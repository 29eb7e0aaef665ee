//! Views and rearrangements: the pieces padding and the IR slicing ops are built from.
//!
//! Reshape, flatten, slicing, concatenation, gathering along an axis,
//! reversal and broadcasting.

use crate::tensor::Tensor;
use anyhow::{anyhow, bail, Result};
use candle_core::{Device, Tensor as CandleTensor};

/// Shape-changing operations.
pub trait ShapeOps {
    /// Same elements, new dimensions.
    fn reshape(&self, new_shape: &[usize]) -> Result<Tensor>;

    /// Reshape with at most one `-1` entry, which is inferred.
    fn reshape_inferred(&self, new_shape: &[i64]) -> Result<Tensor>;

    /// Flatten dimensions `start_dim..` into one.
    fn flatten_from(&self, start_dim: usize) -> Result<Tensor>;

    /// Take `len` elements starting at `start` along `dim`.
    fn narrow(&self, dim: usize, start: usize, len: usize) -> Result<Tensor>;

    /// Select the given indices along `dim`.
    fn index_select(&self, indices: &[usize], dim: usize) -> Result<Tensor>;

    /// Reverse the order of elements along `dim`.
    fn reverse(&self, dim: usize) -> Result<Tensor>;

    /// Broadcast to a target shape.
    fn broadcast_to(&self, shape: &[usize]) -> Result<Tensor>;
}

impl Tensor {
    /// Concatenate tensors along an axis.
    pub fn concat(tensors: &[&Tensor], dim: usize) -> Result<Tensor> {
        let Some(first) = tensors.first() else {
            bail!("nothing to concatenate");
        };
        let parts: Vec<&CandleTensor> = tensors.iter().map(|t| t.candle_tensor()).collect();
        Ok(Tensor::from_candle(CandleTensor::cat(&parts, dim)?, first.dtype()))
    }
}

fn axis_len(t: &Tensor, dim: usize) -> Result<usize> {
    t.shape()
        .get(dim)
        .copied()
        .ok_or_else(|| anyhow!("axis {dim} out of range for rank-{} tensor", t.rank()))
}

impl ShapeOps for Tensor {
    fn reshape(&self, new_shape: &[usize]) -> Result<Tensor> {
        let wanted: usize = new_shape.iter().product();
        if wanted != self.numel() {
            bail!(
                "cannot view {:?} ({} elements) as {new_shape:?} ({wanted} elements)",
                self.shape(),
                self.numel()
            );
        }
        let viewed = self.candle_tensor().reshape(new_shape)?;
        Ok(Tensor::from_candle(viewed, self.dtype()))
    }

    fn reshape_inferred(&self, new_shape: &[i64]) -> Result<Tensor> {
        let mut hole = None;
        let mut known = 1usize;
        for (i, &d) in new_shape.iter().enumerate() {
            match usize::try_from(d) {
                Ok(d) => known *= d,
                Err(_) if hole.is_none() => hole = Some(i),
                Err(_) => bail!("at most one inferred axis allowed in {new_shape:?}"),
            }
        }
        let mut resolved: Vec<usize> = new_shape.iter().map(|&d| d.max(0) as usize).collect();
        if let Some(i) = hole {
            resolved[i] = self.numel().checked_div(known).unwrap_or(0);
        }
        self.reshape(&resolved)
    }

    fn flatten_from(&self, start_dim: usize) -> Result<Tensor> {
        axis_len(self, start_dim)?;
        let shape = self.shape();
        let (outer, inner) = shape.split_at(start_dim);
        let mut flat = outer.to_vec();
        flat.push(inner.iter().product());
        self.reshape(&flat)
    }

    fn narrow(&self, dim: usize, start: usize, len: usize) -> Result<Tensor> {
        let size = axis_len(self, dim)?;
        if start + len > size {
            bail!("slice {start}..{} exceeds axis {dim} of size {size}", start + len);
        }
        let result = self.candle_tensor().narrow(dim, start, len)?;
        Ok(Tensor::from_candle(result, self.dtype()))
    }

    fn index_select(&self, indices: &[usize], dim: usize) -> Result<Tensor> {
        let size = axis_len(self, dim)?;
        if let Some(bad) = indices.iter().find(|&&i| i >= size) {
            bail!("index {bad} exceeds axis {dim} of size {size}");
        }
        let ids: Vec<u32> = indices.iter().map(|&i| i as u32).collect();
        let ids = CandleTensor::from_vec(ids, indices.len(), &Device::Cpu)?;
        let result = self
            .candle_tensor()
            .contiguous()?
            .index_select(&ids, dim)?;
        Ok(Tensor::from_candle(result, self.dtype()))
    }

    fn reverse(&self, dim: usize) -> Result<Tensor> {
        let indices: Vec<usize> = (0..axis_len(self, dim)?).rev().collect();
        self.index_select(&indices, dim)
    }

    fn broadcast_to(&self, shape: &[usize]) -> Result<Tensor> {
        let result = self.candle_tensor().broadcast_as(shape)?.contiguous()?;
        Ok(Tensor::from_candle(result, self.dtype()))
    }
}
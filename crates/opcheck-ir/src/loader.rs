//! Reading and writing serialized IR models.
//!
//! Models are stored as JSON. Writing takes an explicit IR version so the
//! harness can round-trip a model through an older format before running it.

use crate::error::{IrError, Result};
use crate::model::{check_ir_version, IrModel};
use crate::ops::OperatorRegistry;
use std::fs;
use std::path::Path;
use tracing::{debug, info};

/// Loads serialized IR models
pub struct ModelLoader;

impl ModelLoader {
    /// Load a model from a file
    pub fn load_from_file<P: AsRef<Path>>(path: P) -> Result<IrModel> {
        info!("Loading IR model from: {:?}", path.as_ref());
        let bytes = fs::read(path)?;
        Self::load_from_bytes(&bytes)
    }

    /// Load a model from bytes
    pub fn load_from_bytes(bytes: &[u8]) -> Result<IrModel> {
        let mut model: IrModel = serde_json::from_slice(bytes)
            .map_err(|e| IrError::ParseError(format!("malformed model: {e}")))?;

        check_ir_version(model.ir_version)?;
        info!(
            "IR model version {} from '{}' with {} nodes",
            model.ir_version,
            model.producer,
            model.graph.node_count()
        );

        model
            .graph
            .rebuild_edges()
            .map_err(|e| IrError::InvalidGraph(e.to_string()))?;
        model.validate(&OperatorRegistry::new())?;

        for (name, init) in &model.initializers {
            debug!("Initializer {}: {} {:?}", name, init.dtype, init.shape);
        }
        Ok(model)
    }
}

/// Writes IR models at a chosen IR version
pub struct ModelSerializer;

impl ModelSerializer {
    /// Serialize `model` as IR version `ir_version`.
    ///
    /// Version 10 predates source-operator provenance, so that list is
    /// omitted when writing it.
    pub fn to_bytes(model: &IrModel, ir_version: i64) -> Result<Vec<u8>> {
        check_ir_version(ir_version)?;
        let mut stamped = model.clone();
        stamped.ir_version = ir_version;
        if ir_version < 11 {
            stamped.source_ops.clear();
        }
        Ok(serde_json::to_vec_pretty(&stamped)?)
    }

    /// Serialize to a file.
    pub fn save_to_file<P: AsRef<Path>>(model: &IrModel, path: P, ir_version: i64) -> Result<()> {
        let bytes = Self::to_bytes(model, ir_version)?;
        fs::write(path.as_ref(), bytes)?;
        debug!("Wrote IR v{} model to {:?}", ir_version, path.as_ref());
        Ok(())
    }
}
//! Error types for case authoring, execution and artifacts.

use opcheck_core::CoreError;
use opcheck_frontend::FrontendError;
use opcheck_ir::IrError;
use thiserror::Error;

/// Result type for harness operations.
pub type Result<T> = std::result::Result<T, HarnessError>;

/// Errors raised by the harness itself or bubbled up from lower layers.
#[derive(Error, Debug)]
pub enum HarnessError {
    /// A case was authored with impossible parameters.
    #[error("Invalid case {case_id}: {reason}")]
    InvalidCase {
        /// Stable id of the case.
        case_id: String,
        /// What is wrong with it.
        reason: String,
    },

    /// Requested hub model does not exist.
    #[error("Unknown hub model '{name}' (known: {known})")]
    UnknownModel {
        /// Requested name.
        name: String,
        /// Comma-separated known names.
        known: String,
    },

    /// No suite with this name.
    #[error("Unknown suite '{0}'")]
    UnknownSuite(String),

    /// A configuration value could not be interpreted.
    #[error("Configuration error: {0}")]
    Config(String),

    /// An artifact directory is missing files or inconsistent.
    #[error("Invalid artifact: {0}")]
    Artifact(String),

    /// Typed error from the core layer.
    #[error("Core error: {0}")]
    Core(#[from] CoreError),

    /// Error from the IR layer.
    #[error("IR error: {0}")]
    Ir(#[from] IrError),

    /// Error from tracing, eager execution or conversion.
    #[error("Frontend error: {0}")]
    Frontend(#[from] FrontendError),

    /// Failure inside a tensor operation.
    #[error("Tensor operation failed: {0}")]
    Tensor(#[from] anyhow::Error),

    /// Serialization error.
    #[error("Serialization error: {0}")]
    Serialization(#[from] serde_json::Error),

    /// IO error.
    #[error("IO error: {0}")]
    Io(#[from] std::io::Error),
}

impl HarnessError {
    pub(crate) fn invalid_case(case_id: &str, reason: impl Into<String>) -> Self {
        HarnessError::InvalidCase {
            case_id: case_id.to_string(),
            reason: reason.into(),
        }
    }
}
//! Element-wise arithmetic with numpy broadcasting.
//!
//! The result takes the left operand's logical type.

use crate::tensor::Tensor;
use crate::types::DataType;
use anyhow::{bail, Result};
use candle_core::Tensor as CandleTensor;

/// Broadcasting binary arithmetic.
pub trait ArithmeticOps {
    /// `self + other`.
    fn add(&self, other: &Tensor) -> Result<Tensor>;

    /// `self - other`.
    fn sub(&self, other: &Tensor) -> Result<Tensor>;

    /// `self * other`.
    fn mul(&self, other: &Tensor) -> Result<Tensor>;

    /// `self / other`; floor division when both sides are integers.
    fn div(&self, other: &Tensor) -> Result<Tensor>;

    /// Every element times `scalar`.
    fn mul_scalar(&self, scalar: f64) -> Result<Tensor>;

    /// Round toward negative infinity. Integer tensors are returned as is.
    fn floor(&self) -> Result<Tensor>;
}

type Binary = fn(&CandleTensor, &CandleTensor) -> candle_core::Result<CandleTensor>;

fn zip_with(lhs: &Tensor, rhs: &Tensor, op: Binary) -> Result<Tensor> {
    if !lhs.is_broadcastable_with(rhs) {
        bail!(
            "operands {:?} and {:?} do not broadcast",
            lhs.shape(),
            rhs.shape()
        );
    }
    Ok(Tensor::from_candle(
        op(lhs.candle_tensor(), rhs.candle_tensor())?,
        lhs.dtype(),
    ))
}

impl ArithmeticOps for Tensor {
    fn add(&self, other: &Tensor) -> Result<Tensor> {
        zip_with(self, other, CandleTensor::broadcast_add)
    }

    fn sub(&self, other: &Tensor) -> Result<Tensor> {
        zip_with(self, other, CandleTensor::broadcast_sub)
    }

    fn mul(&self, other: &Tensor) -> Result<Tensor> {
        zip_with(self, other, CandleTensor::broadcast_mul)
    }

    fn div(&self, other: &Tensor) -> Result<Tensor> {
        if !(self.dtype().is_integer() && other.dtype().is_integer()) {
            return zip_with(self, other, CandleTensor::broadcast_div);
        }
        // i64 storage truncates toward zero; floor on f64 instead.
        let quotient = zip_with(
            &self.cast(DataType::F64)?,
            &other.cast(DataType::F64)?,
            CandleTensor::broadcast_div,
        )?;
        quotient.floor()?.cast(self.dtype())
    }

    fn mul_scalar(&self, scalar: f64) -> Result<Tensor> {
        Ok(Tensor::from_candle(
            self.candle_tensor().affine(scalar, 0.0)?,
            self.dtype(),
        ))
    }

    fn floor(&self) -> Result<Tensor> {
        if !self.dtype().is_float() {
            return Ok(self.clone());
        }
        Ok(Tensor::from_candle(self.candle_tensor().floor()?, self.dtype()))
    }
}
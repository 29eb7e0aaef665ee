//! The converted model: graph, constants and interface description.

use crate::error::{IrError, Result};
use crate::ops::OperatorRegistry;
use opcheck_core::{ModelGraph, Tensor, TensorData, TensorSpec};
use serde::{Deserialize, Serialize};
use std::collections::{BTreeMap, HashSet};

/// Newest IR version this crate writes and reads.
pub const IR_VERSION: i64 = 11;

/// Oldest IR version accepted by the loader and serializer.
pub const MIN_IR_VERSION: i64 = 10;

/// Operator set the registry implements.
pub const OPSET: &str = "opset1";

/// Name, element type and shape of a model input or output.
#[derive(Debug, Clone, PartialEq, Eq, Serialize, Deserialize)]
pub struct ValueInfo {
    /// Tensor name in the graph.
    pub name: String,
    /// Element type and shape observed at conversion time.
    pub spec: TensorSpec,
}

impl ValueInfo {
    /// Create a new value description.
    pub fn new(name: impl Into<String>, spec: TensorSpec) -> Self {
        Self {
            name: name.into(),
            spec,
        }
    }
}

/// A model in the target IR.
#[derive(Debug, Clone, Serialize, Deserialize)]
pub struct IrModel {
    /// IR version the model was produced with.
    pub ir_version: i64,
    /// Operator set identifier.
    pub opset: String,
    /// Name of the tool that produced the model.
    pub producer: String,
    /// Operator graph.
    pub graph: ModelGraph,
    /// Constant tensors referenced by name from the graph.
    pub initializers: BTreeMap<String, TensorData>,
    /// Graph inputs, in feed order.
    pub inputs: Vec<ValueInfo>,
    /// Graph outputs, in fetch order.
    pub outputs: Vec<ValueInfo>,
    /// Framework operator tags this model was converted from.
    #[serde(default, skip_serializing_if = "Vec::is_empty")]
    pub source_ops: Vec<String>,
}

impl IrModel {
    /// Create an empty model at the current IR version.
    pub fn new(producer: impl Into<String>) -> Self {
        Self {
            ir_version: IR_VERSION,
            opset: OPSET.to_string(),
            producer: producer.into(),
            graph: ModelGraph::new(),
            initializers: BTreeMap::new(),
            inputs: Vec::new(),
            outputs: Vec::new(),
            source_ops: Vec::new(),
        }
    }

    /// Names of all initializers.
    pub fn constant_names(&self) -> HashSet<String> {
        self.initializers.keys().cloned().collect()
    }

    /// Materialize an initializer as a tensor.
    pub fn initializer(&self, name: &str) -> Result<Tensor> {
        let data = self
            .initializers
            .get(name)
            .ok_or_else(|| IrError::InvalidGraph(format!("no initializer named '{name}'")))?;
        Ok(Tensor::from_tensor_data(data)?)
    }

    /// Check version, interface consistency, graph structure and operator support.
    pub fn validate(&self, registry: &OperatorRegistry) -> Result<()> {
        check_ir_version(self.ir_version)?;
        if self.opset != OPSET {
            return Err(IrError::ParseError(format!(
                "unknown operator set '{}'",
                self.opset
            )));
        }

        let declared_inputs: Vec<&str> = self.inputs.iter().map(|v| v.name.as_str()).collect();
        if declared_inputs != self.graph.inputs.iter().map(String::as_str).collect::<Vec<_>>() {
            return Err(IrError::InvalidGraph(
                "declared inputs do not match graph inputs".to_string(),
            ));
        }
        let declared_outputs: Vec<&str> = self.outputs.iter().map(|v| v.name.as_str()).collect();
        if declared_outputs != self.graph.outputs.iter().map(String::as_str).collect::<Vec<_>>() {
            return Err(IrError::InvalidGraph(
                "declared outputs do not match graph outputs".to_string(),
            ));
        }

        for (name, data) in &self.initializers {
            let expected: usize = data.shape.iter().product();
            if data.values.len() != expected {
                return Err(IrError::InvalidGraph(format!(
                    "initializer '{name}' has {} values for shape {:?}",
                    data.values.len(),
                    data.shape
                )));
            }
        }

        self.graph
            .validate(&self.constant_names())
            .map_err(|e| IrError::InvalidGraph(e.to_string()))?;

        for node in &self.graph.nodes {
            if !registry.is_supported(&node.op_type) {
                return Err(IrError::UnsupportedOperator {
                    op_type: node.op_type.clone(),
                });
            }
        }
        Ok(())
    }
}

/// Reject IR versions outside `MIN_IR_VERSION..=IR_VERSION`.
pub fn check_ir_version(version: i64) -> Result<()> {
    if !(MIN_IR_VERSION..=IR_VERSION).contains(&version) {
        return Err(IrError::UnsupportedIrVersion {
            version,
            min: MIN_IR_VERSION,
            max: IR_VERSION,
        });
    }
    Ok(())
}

* * * * *

The first line of the records begins the span, and the line containing "Select the given" ends it. Reproduce that span exactly, both ends included.

● Exercise result:
repository 29eb7e0aaef665ee
//! Views and rearrangements: the pieces padding and the IR slicing ops are built from.
//!
//! Reshape, flatten, slicing, concatenation, gathering along an axis,
//! reversal and broadcasting.

use crate::tensor::Tensor;
use anyhow::{anyhow, bail, Result};
use candle_core::{Device, Tensor as CandleTensor};

/// Shape-changing operations.
pub trait ShapeOps {
    /// Same elements, new dimensions.
    fn reshape(&self, new_shape: &[usize]) -> Result<Tensor>;

    /// Reshape with at most one `-1` entry, which is inferred.
    fn reshape_inferred(&self, new_shape: &[i64]) -> Result<Tensor>;

    /// Flatten dimensions `start_dim..` into one.
    fn flatten_from(&self, start_dim: usize) -> Result<Tensor>;

    /// Take `len` elements starting at `start` along `dim`.
    fn narrow(&self, dim: usize, start: usize, len: usize) -> Result<Tensor>;

    /// Select the given indices along `dim`.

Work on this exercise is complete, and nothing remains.